Available data Start Marker
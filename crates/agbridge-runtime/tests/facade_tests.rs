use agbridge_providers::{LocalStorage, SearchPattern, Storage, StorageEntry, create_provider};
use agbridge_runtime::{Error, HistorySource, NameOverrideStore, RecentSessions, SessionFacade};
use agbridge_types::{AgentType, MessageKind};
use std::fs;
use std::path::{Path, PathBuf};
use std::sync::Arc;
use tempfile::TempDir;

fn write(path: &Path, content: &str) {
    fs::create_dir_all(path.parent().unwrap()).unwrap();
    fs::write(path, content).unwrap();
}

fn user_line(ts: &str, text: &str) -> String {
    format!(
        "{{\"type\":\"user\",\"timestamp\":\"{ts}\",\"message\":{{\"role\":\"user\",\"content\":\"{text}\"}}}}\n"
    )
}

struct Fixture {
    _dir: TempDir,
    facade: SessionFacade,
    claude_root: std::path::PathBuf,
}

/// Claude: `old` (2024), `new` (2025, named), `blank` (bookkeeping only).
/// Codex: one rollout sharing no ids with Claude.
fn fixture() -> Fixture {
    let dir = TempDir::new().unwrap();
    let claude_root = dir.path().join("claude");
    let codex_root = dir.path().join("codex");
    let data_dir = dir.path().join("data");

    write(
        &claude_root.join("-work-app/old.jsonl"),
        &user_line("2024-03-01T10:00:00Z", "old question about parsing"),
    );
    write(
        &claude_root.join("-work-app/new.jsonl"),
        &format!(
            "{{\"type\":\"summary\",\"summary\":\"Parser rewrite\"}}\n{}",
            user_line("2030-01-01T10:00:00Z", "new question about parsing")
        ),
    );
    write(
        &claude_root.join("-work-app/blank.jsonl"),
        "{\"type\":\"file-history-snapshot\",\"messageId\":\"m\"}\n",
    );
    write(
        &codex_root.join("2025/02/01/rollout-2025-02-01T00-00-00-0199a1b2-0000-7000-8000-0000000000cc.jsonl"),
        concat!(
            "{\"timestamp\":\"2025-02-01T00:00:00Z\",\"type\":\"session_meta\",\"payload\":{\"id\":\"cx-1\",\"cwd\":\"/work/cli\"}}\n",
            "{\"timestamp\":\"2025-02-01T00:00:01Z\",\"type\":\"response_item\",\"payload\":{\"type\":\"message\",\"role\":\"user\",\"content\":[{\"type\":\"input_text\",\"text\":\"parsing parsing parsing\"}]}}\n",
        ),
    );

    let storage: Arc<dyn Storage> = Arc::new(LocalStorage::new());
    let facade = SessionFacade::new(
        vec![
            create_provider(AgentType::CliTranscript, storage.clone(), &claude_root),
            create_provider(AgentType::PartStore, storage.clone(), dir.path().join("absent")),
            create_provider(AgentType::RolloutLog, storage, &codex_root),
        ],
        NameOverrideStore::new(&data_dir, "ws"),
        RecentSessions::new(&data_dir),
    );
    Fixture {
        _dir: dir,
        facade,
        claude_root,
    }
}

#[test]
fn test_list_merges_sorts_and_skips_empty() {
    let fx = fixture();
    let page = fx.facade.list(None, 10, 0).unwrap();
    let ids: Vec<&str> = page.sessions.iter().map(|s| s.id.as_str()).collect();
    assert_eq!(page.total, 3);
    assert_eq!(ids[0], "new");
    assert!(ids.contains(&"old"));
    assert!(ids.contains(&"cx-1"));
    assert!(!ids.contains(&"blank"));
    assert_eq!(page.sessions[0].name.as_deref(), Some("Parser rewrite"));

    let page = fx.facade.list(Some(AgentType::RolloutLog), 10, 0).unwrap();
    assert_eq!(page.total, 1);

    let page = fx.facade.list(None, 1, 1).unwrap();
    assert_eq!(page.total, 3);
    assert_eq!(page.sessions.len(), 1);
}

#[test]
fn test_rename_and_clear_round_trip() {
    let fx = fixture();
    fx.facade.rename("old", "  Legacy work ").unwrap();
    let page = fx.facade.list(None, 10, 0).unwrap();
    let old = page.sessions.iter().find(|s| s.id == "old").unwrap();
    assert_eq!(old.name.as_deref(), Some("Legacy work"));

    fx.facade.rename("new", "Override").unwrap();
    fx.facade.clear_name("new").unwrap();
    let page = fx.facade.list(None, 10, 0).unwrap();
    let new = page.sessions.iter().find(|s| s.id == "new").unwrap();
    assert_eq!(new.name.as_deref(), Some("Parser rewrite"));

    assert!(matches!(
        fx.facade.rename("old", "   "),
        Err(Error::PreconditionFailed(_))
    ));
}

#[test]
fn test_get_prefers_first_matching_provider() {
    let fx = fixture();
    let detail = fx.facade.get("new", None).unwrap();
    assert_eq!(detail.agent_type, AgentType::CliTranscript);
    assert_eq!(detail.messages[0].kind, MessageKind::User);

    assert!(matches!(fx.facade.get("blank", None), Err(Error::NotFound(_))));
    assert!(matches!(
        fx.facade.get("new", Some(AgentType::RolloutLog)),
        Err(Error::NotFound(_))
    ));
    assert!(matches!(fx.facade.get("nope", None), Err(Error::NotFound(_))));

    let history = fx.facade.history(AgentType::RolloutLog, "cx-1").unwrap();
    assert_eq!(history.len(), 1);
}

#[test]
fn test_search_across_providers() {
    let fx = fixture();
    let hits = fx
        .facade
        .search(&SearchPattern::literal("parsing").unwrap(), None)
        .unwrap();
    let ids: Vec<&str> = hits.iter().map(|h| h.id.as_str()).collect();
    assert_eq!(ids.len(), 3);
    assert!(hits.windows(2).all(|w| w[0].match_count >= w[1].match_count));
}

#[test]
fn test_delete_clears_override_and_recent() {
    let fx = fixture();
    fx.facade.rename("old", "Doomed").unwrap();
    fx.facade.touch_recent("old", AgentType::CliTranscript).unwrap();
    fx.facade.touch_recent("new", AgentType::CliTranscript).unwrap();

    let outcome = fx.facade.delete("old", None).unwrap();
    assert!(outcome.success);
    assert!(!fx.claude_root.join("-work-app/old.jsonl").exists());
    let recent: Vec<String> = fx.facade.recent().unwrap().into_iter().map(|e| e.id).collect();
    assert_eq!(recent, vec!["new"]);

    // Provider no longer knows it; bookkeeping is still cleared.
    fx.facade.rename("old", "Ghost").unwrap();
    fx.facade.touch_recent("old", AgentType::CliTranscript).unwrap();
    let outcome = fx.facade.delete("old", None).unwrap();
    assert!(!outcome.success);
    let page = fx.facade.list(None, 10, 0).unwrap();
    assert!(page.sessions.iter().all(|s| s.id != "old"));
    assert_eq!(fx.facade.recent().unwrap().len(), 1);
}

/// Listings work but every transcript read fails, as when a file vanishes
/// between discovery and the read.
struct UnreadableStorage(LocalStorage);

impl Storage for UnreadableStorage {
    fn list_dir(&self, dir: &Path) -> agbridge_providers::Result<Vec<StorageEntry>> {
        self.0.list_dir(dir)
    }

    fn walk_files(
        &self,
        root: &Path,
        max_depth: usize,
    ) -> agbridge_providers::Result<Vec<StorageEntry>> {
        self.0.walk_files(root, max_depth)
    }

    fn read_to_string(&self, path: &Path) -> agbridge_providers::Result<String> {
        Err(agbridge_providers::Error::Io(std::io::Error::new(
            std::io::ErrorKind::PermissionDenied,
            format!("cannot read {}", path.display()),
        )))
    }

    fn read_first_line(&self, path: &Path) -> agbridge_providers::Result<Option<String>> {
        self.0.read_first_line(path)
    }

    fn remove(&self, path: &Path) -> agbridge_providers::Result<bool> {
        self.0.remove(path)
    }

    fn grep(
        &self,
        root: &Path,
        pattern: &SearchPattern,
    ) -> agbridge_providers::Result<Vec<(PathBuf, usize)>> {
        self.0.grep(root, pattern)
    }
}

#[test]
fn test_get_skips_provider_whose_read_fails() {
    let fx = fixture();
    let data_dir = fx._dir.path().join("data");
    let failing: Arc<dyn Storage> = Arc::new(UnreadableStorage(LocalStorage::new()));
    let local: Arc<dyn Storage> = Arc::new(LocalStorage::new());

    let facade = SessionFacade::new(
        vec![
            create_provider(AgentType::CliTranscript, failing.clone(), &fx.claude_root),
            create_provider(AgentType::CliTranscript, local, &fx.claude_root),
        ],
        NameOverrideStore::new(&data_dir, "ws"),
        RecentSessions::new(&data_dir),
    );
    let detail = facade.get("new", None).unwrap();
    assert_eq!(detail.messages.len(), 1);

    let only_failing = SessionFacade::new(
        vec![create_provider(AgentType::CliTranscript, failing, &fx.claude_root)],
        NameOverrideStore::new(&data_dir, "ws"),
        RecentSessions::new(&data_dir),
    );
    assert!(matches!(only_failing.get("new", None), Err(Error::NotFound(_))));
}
Available data End Marker
What the task requires:
At the first line of the material above, start reproducing each line exactly, and end with the line that holds "use tempfile::TempDir;", adding nothing.

Response to the task:
filename crates/agbridge-runtime/tests/facade_tests.rs
use agbridge_providers::{LocalStorage, SearchPattern, Storage, StorageEntry, create_provider};
use agbridge_runtime::{Error, HistorySource, NameOverrideStore, RecentSessions, SessionFacade};
use agbridge_types::{AgentType, MessageKind};
use std::fs;
use std::path::{Path, PathBuf};
use std::sync::Arc;
use tempfile::TempDir;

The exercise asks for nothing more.